### WHAT THE EXERCISE ASKS
Find every line in the records below that holds the word "derive" and copy it.

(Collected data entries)
——

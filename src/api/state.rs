use std::sync::Arc;

use crate::{config::Config, node::Node};

/// Immutable context shared by all handlers.
#[derive(Clone, Debug)]
pub struct AppState {
    pub config: Arc<Config>,
    pub node: Arc<dyn Node>,
}

impl AppState {
    pub fn new(config: Config, node: Arc<dyn Node>) -> Self {
        Self {
            config: Arc::new(config),
            node,
        }
    }
}
//! Route configuration.

use axum::{
    extract::{DefaultBodyLimit, Request},
    http::{
        header::{
            ACCESS_CONTROL_ALLOW_HEADERS, ACCESS_CONTROL_ALLOW_METHODS,
            ACCESS_CONTROL_ALLOW_ORIGIN,
        },
        HeaderValue, Method, StatusCode,
    },
    middleware::{self, Next},
    response::{IntoResponse, Response},
    routing::{get, post},
    Router,
};
use tower_http::trace::TraceLayer;

use super::{handlers, AppState};

/// Largest request body accepted, in bytes.
pub const MAX_BODY_SIZE: usize = 64 * 1024;

/// Create the application router.
pub fn create_router(state: AppState) -> Router {
    Router::new()
        .route("/api/health", get(handlers::health))
        .route("/api/node", get(handlers::node_info))
        .route("/api/username", post(handlers::register_username))
        .route("/api/username/{name}", get(handlers::lookup_username))
        .route("/api/dht/find/{id}", get(handlers::find_value))
        .route("/api/dht/store", post(handlers::store_value))
        .route("/api/dht/announce", post(handlers::announce_peer))
        .route("/api/dht/peers/{info_hash}", get(handlers::get_peers))
        .fallback(handlers::not_found)
        .method_not_allowed_fallback(handlers::method_not_allowed)
        .layer(DefaultBodyLimit::max(MAX_BODY_SIZE))
        .layer(middleware::from_fn(cors))
        .layer(TraceLayer::new_for_http())
        .with_state(state)
}

/// Allow every origin, and answer any OPTIONS request with an empty 204.
async fn cors(request: Request, next: Next) -> Response {
    let mut response = if request.method() == Method::OPTIONS {
        StatusCode::NO_CONTENT.into_response()
    } else {
        next.run(request).await
    };

    let headers = response.headers_mut();
    headers.insert(ACCESS_CONTROL_ALLOW_ORIGIN, HeaderValue::from_static("*"));
    headers.insert(
        ACCESS_CONTROL_ALLOW_METHODS,
        HeaderValue::from_static("GET, POST, OPTIONS"),
    );
    headers.insert(
        ACCESS_CONTROL_ALLOW_HEADERS,
        HeaderValue::from_static("Content-Type"),
    );

    response
}
//! In-process node backed by an actor thread.

use std::{
    net::{Ipv4Addr, SocketAddrV4},
    num::NonZeroUsize,
    thread,
};

use async_trait::async_trait;
use bytes::Bytes;
use flume::{Receiver, Sender};
use lru::LruCache;
use tracing::{debug, info};

use super::{
    peers::PeersStore, Node, NodeConfig, NodeError, MAX_INFO_HASHES, MAX_PEERS, MAX_VALUES,
};
use crate::common::{Id, Receipt, Value};

#[derive(Debug, Clone)]
/// A single member DHT node running in this process.
///
/// Values and peers live in an actor thread, every clone talks to the same
/// actor. The thread stops on [LocalNode::shutdown] or once all clones are
/// dropped.
pub struct LocalNode {
    sender: Sender<ActorMessage>,
    id: Id,
    address: Option<Ipv4Addr>,
    port: u16,
}

impl LocalNode {
    pub fn new(config: NodeConfig) -> std::io::Result<Self> {
        let (sender, receiver) = flume::unbounded();

        let id = config.id.unwrap_or_else(Id::random);
        let actor = Actor::new(&config, receiver);

        thread::Builder::new()
            .name("dht-node".to_string())
            .spawn(move || actor.run())?;

        info!(?id, address = ?config.address, port = config.port, "Dht node started");

        Ok(Self {
            sender,
            id,
            address: config.address,
            port: config.port,
        })
    }

    /// Shutdown the actor thread loop.
    pub async fn shutdown(&self) {
        let (sender, receiver) = flume::bounded::<()>(1);

        let _ = self.sender.send(ActorMessage::Shutdown(sender));
        let _ = receiver.recv_async().await;
    }

    async fn request<T>(
        &self,
        message: impl FnOnce(Sender<T>) -> ActorMessage,
    ) -> Result<T, NodeError> {
        let (sender, receiver) = flume::bounded::<T>(1);

        self.sender
            .send(message(sender))
            .map_err(|_| NodeError::Shutdown)?;

        receiver.recv_async().await.map_err(|_| NodeError::Shutdown)
    }
}

#[async_trait]
impl Node for LocalNode {
    fn id(&self) -> Id {
        self.id
    }

    fn address4(&self) -> Option<Ipv4Addr> {
        self.address
    }

    fn port(&self) -> u16 {
        self.port
    }

    async fn find_value(&self, id: Id) -> Result<Option<Value>, NodeError> {
        self.request(|sender| ActorMessage::FindValue(id, sender))
            .await
    }

    async fn store_value(&self, value: Value) -> Result<Receipt, NodeError> {
        self.request(|sender| ActorMessage::StoreValue(value, sender))
            .await?
    }

    async fn announce_peer(&self, info_hash: Id, port: Option<u16>) -> Result<Id, NodeError> {
        let peer = SocketAddrV4::new(
            self.address.unwrap_or(Ipv4Addr::LOCALHOST),
            port.unwrap_or(self.port),
        );

        self.request(|sender| ActorMessage::AnnouncePeer(info_hash, peer, sender))
            .await?;

        Ok(info_hash)
    }

    async fn get_peers(&self, info_hash: Id) -> Result<Vec<SocketAddrV4>, NodeError> {
        self.request(|sender| ActorMessage::GetPeers(info_hash, sender))
            .await
    }
}

#[derive(Debug)]
enum ActorMessage {
    FindValue(Id, Sender<Option<Value>>),
    StoreValue(Value, Sender<Result<Receipt, NodeError>>),
    AnnouncePeer(Id, SocketAddrV4, Sender<()>),
    GetPeers(Id, Sender<Vec<SocketAddrV4>>),
    Shutdown(Sender<()>),
}

#[derive(Debug)]
struct Actor {
    receiver: Receiver<ActorMessage>,
    values: LruCache<Id, Bytes>,
    peers: PeersStore,
    max_value_size: usize,
}

impl Actor {
    fn new(config: &NodeConfig, receiver: Receiver<ActorMessage>) -> Self {
        Self {
            receiver,
            values: LruCache::new(non_zero(config.max_values, MAX_VALUES)),
            peers: PeersStore::new(
                non_zero(config.max_info_hashes, MAX_INFO_HASHES),
                non_zero(config.max_peers_per_info_hash, MAX_PEERS),
            ),
            max_value_size: config.max_value_size,
        }
    }

    fn run(mut self) {
        while let Ok(message) = self.receiver.recv() {
            match message {
                ActorMessage::FindValue(id, sender) => {
                    let value = self.values.get(&id).map(|data| Value::keyed(id, data.clone()));

                    debug!(?id, found = value.is_some(), "find_value");

                    let _ = sender.send(value);
                }
                ActorMessage::StoreValue(value, sender) => {
                    let _ = sender.send(self.store(value));
                }
                ActorMessage::AnnouncePeer(info_hash, peer, sender) => {
                    debug!(?info_hash, ?peer, "announce_peer");

                    self.peers.add_peer(info_hash, peer);
                    let _ = sender.send(());
                }
                ActorMessage::GetPeers(info_hash, sender) => {
                    let peers = self
                        .peers
                        .get_random_peers(&info_hash)
                        .unwrap_or_default();

                    let _ = sender.send(peers);
                }
                ActorMessage::Shutdown(sender) => {
                    let _ = sender.send(());
                    break;
                }
            }
        }

        debug!("Dht node actor thread was shutdown.");
    }

    fn store(&mut self, value: Value) -> Result<Receipt, NodeError> {
        let size = value.data().len();

        if size > self.max_value_size {
            debug!(id = ?value.id(), size, "Value too large");
            return Err(NodeError::ValueTooLarge(size, self.max_value_size));
        }

        let id = *value.id();
        self.values.put(id, value.into_data());

        debug!(?id, size, "store_value");

        Ok(Receipt::new(id))
    }
}

fn non_zero(value: usize, default: usize) -> NonZeroUsize {
    NonZeroUsize::new(value)
        .or(NonZeroUsize::new(default))
        .unwrap_or(NonZeroUsize::MIN)
}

——

### SOLVED EXERCISE
#[derive(Clone, Debug)]
#[derive(Debug, Clone)]
#[derive(Debug)]
#[derive(Debug)]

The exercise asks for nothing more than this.